Warning: This is a bit of a rant. If at any point in this post, I seem like the crazy one, please tell me somehow. Comments, Twitter, LinkedIn. It would be really valuable to hear your thoughts. But I also encourage you to think about the situation, context and information I provided and decide for yourself whether the way we are acting is crazy. There are craziness checkpoints along the way! And if you think any of this is crazy as well, try to do something about it!
I had a work colleague recently ask a question on our internal mailing list. A summary of the question would be:
A company that is using ‘agile’ wants to know if their formula for converting story points into hours is sound because executives are doing short term (< 6 months) planning.
This is an example of how they break down their work. Seems reasonable and just like many other companies.
They also provided a formula. This is where the craziness starts which is startlingly common in our industry.

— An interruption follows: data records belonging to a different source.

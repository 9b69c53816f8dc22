//! `SeaORM` entity definitions.

pub mod accounts;
pub mod audit_logs;
pub mod journal_entries;
pub mod journal_entry_lines;
pub mod ledgers;
//! Projecting a posted entry's lines into ledger rows.

use std::collections::HashMap;

use chrono::NaiveDate;
use rust_decimal::Decimal;

use saldo_shared::types::{AccountId, JournalEntryId, JournalLineId, PartyRef};

use super::balance::RunningBalance;

/// One journal line as input to projection, already in stored order.
#[derive(Debug, Clone)]
pub struct SourceLine {
    /// The journal line id.
    pub line_id: JournalLineId,
    /// The account the line posts to.
    pub account_id: AccountId,
    /// Debit amount.
    pub debit: Decimal,
    /// Credit amount.
    pub credit: Decimal,
    /// Party tag carried onto the ledger row.
    pub party: Option<PartyRef>,
    /// Particulars carried onto the ledger row.
    pub particulars: Option<String>,
}

/// One ledger row produced by projection, ready for insertion.
#[derive(Debug, Clone)]
pub struct ProjectedRow {
    /// The entry that produced this row.
    pub journal_entry_id: JournalEntryId,
    /// The line that produced this row.
    pub journal_line_id: JournalLineId,
    /// The account the row belongs to.
    pub account_id: AccountId,
    /// The entry date stamped on the row.
    pub entry_date: NaiveDate,
    /// Debit amount.
    pub debit: Decimal,
    /// Credit amount.
    pub credit: Decimal,
    /// Debit-positive balance after this row.
    pub running_balance: Decimal,
    /// Party tag.
    pub party: Option<PartyRef>,
    /// Particulars.
    pub particulars: Option<String>,
}

/// Projects an entry's lines into ledger rows with running balances.
#[derive(Debug, Clone, Copy, Default)]
pub struct LedgerProjector;

impl LedgerProjector {
    /// Creates a new projector.
    #[must_use]
    pub fn new() -> Self {
        Self
    }

    /// Projects `lines` in order, threading each account's running
    /// balance through the batch.
    ///
    /// `prior_balances` holds the latest stored balance per account;
    /// accounts absent from the map start at zero. When an entry hits
    /// the same account on several lines, each row sees the balance
    /// left by the previous one.
    #[must_use]
    pub fn project(
        &self,
        entry_id: JournalEntryId,
        entry_date: NaiveDate,
        lines: Vec<SourceLine>,
        prior_balances: &HashMap<AccountId, Decimal>,
    ) -> Vec<ProjectedRow> {
        let mut balances: HashMap<AccountId, RunningBalance> = HashMap::new();

        lines
            .into_iter()
            .map(|line| {
                let balance = balances.entry(line.account_id).or_insert_with(|| {
                    RunningBalance::starting_at(
                        prior_balances
                            .get(&line.account_id)
                            .copied()
                            .unwrap_or(Decimal::ZERO),
                    )
                });
                let running_balance = balance.apply(line.debit, line.credit);

                ProjectedRow {
                    journal_entry_id: entry_id,
                    journal_line_id: line.line_id,
                    account_id: line.account_id,
                    entry_date,
                    debit: line.debit,
                    credit: line.credit,
                    running_balance,
                    party: line.party,
                    particulars: line.particulars,
                }
            })
            .collect()
    }
}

… and a sample of how the formula works.
Ok. At this point, all that is going through my head is “OMG”. Now comes the process by which they populate the formula.

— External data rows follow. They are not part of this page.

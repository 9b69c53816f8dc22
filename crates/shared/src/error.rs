//! Error category taxonomy shared by all crates.
//!
//! Every domain error maps to exactly one category so calling layers can
//! render precise feedback and decide whether a retry makes sense.

use serde::{Deserialize, Serialize};

/// Coarse classification of a failed operation.
#[derive(Debug, Clone, Copy, PartialEq, Eq, Serialize, Deserialize)]
#[serde(rename_all = "snake_case")]
pub enum ErrorCategory {
    /// Malformed input reaching the core (unbalanced lines, unknown account).
    /// Recoverable by the caller correcting input; never retried automatically.
    Validation,
    /// A state transition that breaks a domain rule (posting a non-draft
    /// entry, deleting a posted entry). Rejected, not retried.
    InvariantViolation,
    /// Maker-checker violation: the same identity cannot both create and
    /// post an entry. Surfaced distinctly from generic authorization.
    Authorization,
    /// A referenced entry or account does not exist.
    NotFound,
    /// A generated control/entry number collided with an existing unique
    /// value. The only category safe to retry automatically.
    Conflict,
    /// The underlying transaction could not commit. Entry state is
    /// guaranteed unchanged; propagated as-is.
    Storage,
}

impl ErrorCategory {
    /// Returns true if an operation failing with this category may be
    /// retried automatically.
    #[must_use]
    pub fn is_retryable(self) -> bool {
        matches!(self, Self::Conflict)
    }

    /// Returns the stable string code for this category.
    #[must_use]
    pub fn as_str(self) -> &'static str {
        match self {
            Self::Validation => "validation",
            Self::InvariantViolation => "invariant_violation",
            Self::Authorization => "authorization",
            Self::NotFound => "not_found",
            Self::Conflict => "conflict",
            Self::Storage => "storage",
        }
    }
}

impl std::fmt::Display for ErrorCategory {
    fn fmt(&self, f: &mut std::fmt::Formatter<'_>) -> std::fmt::Result {
        write!(f, "{}", self.as_str())
    }
}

- PMs provide the Epic Point estimate
- Developers decompose epics and provide point estimates for the user stories.
- Teams points (epic points or user story points?) per resource per sprint are tracked.
This is COMMON in my experience working with many organizations in our industry.
In all fairness to my colleague, he knows this is crazy. The developers in this organization know this is crazy. This is a typical scenario when executives and senior managers are trying to get information but using techniques that we have proven don’t work in our industry.
The good thing is, the way that they decompose work is fine and the formula will work as long as we don’t have have 0 velocity or 0 team members.
The existence of the formula and the process by which we find numbers to put into it are where the craziness begins. First, a bit of information on “story points”.
Dave’s Craziness Meter
Story points are an abstraction agile teams use to REDUCE the perception of accuracy. 1 story point will require “some small” bit of effort to complete. 2 story points should require about twice as much effort as 1 story point. So that would be 2 times “some small bit of effort”. 5 story points require about 5 times “some small bit of effort”. I hope I’m clear about how we are purposefully reducing the perception of accuracy. Why? Because it incredibly difficult (usually impossible) and time consuming to create accurate estimates for the effort required to do knowledge work using the time units desired by decision makers!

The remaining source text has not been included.